Węgry mogą jeszcze uniknąć kary, jeśli podejmą przekonujące dzialania, by zredukować nadmierny deficyt.
"Do 1 stycznia 2013 roku Węgry mają czas, by podjąć odpowiednie działania i uniknąć zawieszenia funduszy" - oświadczył w Brukseli komisarz UE ds. walutowych Olli Rehn. Na konferencji prasowej zastrzegał, że nie jest to kara, lecz raczej "silna zachęta", by Węgry poprawiły sytuację budżetową.
Na razie jednak rząd premiera Viktora Orbana nie przekonał KE. Rehn ujawnił, że zarówno Orban, jak i minister finansów Węgier napisali do Komisji Europejskiej listy w sprawie kroków, by zredukować deficyt, jednak KE uznała je za niewystarczające.
Rehn przypomniał, że już w styczniu KE zagroziła, że może Węgrom zamrozić dostęp do funduszy spójności. Co prawda węgierski deficyt ma wynieść - według ostatnich dostępnych prognoz KE - 3,6 proc. PKB w 2011 roku oraz 2,8 proc. PKB w 2012 roku, ale KE prognozuje, że w następnym roku ma znowu przekroczyć dozwolony limit i osiągnie 3,7 proc. PKB.
Węgrom, jak oceniła w styczniu KE, udało się obniżyć deficyt nie dzięki reformom, ale jednorazowym decyzjom, a zwłaszcza przeniesieniu środków z prywatnych funduszy emerytalnych do państwowego funduszu. "Bez tego deficyt osiągnąłby 6 proc.
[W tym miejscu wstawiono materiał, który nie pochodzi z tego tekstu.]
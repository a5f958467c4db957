//! Rendering backends.

pub(crate) mod backend;
pub(crate) mod cpu;
pub(crate) mod recording;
PKB (w 2011 roku - PAP)" - oceniła KE.
Ministrowie finansów państw unijnych 24 stycznia zgodzili się formalnie z analizą KE i też uznali za niewystarczające działania Węgier w sprawie trwałego ograniczenia deficytu budżetowego. Rada uznała, że choć formalnie Węgry spełniły cel redukcji w 2011 r. wyznaczony w otwartej w 2009 r. procedurze nadmiernego deficytu, "nie osiągnęły tego drogą strukturalnych i trwałych" reform.
W budżecie UE na lata 2007-2013 dla Węgier przewidziano 8,6 mld euro w ramach polityki spójności. W 2013 roku Węgry powinny dostać z tej puli 1,7 mld euro.
Wyliczona przez KE na podstawie unijnego rozporządzenia o Funduszu Spójności suma 495 mln euro (do potencjalnego zawieszenia) odpowiada 0,5 proc. węgierskiego PKB i 29 proc. węgierskiej puli funduszy w 2013 roku.
Zawieszenie przekazania Węgrom środków spójności w ramach procedury nadmiernego deficytu byłoby pierwszym takim precedensem w UE. Zezwala na to rozporządzenie UE ds. Funduszu Spójności i, jak powiedział komisarz ds. polityki regionalnej Johannes Hahn, jeszcze nigdy z tego nie skorzystano.
Ta potencjalna kara grozi tylko najbiedniejszym państwom, bo tylko one mają prawo korzystać z Funduszu Spójności. Fundusz ten jest dostępny dla państw, których PKB jest niższy niż 90 proc. średniej unijnej, a finansowane są z niego głównie wielkie projekty infrastrukturalne i w ochronie środowiska o ponadregionalnym charakterze.
W stosunku do łamiących procedurę nadmiernego deficytu państw strefy euro może być użyta inna sankcja, a mianowicie sankcja finansowa, co przewiduje zreformowany niedawno w tzw. sześciopaku Pakt Stabilności i Wzrostu. "Kraj euro musiałby natychmiast zapłacić karę w formie depozytu" - przypomniał Hahn.
Kara zawieszenia środków z Funduszu Spójności teoretycznie grozi wszystkim krajom, które korzystają z tego Funduszu i mają otwartą procedurę nadmiernego deficytu. Ale jak przypomniał w środę rzecznik Rehna, w przypadku czterech innych państw objętych procedurą nadmiernego deficytu (w tym Polski) KE uznała 11 stycznia, że podejmują one wystarczające działania, by zredukować deficyt, z czym zgodziła się Rada Ecofin 24 stycznia.
W przypadku Polski procedura nadmiernego deficytu została wznowiona od 2009 roku. W lipcu 2009 roku Rada wezwała Polskę do obniżenia deficytu poniżej 3 proc. PKB w 2012 r., z rocznym wysiłkiem konsolidacyjnym na poziomie przynajmniej 1,25 proc. PKB począwszy od 2010 r.